### What to work on
Reproduce exactly, and only, the lines below from the one containing "pub fn get(&self, name: &str)" through the one containing "pub use progress::ProgressBarSink;".

### Records provided
··········
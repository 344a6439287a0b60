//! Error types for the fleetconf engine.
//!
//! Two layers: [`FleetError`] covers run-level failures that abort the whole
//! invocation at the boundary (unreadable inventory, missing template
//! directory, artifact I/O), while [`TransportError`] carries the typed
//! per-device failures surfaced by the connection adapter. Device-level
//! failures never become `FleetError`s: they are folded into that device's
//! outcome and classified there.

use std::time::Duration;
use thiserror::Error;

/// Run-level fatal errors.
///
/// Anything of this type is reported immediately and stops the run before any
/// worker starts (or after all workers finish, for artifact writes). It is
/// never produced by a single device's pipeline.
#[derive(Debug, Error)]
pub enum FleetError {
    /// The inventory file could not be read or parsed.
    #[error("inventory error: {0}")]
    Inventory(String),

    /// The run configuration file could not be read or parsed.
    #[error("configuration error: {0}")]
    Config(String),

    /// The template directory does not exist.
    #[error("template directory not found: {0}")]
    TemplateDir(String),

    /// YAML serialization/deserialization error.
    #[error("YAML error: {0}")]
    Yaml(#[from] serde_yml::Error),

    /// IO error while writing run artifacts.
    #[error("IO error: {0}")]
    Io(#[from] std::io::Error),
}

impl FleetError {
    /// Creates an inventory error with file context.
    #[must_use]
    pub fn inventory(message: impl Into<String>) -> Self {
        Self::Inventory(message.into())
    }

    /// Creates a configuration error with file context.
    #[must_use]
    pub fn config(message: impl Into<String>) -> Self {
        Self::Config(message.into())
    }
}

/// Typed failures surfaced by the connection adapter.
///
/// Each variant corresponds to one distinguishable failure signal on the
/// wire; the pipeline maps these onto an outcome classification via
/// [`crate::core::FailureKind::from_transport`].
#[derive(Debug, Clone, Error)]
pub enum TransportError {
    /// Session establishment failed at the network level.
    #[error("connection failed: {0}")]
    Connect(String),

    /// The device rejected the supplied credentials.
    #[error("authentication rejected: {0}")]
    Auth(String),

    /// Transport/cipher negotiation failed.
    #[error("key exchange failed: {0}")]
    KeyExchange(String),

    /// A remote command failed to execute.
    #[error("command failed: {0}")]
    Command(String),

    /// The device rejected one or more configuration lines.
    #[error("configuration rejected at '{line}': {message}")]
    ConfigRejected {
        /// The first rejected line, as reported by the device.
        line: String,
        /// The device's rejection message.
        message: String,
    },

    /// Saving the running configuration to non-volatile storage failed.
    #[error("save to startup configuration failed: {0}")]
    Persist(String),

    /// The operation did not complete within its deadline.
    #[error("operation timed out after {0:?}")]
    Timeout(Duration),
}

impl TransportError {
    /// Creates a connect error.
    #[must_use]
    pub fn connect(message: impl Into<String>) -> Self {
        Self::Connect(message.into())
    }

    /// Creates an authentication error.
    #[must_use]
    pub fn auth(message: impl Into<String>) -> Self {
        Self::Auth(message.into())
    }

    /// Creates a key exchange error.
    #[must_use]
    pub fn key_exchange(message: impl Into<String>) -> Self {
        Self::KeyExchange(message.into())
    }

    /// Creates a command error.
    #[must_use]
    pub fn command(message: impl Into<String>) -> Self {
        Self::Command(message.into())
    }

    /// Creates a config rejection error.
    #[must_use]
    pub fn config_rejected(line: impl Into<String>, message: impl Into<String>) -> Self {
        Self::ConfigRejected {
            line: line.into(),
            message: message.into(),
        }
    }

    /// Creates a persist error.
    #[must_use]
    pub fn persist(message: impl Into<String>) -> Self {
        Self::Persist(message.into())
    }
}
··········
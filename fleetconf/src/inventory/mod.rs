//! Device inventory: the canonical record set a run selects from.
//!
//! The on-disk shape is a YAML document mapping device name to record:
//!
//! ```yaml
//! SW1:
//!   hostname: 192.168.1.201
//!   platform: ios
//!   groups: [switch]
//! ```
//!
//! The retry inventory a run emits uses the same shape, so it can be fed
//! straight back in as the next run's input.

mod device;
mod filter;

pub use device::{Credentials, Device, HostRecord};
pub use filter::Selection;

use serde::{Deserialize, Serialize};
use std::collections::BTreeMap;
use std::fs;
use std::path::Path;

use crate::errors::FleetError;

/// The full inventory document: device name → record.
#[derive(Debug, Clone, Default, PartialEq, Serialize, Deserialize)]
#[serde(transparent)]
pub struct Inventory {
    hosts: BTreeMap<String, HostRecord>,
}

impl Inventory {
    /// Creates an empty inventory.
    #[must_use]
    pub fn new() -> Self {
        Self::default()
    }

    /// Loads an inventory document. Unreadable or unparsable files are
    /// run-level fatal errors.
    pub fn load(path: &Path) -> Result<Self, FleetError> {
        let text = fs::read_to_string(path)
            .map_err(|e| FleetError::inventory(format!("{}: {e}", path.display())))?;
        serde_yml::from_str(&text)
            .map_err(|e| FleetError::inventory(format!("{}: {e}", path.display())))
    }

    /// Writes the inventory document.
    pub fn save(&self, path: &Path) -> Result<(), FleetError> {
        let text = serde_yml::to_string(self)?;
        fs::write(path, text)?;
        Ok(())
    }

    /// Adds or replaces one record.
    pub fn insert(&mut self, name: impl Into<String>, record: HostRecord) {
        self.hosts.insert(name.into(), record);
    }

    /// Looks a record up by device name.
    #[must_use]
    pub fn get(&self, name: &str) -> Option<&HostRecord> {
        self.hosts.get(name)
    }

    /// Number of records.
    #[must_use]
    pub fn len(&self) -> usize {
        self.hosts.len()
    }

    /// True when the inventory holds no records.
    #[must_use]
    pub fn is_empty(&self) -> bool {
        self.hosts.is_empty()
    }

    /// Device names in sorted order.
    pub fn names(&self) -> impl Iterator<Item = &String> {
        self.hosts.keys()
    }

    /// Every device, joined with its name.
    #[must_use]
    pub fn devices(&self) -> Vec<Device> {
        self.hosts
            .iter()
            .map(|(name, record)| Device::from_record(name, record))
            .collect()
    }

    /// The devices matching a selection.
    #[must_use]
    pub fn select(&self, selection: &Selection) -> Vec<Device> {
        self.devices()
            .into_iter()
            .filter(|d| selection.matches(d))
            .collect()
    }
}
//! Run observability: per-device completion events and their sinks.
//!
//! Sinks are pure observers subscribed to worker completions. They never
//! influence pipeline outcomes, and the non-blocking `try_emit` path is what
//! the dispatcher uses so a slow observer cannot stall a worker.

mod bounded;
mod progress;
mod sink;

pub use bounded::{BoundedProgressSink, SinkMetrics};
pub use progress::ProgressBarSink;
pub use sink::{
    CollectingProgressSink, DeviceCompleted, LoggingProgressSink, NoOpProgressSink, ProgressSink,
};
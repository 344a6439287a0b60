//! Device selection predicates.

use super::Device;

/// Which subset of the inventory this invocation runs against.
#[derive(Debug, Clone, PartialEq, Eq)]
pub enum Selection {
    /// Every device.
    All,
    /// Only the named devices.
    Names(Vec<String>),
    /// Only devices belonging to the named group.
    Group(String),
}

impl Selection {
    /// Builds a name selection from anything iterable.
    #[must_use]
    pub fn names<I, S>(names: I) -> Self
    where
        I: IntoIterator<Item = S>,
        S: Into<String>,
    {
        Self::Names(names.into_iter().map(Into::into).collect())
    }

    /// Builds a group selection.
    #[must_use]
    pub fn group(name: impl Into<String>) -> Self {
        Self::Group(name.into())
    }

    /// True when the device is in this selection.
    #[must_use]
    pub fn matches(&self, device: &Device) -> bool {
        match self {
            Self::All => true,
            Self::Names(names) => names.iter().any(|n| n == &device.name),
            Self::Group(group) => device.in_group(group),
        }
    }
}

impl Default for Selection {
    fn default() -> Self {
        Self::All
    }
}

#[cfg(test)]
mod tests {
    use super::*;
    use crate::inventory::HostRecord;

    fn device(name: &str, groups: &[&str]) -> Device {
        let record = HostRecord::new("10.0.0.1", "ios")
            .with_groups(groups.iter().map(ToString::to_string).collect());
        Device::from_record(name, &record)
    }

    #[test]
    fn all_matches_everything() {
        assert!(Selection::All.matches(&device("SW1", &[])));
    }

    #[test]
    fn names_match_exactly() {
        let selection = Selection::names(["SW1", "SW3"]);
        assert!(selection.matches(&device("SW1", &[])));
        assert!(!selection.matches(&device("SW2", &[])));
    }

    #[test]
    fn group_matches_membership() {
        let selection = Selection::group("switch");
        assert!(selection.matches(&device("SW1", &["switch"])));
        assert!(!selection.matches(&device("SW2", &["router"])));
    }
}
··········
### Answer section
    pub fn get(&self, name: &str) -> Option<&HostRecord> {
        self.hosts.get(name)
    }

    /// Number of records.
    #[must_use]
    pub fn len(&self) -> usize {
        self.hosts.len()
    }

    /// True when the inventory holds no records.
    #[must_use]
    pub fn is_empty(&self) -> bool {
        self.hosts.is_empty()
    }

    /// Device names in sorted order.
    pub fn names(&self) -> impl Iterator<Item = &String> {
        self.hosts.keys()
    }

    /// Every device, joined with its name.
    #[must_use]
    pub fn devices(&self) -> Vec<Device> {
        self.hosts
            .iter()
            .map(|(name, record)| Device::from_record(name, record))
            .collect()
    }

    /// The devices matching a selection.
    #[must_use]
    pub fn select(&self, selection: &Selection) -> Vec<Device> {
        self.devices()
            .into_iter()
            .filter(|d| selection.matches(d))
            .collect()
    }
}
//! Run observability: per-device completion events and their sinks.
//!
//! Sinks are pure observers subscribed to worker completions. They never
//! influence pipeline outcomes, and the non-blocking `try_emit` path is what
//! the dispatcher uses so a slow observer cannot stall a worker.

mod bounded;
mod progress;
mod sink;

pub use bounded::{BoundedProgressSink, SinkMetrics};
pub use progress::ProgressBarSink;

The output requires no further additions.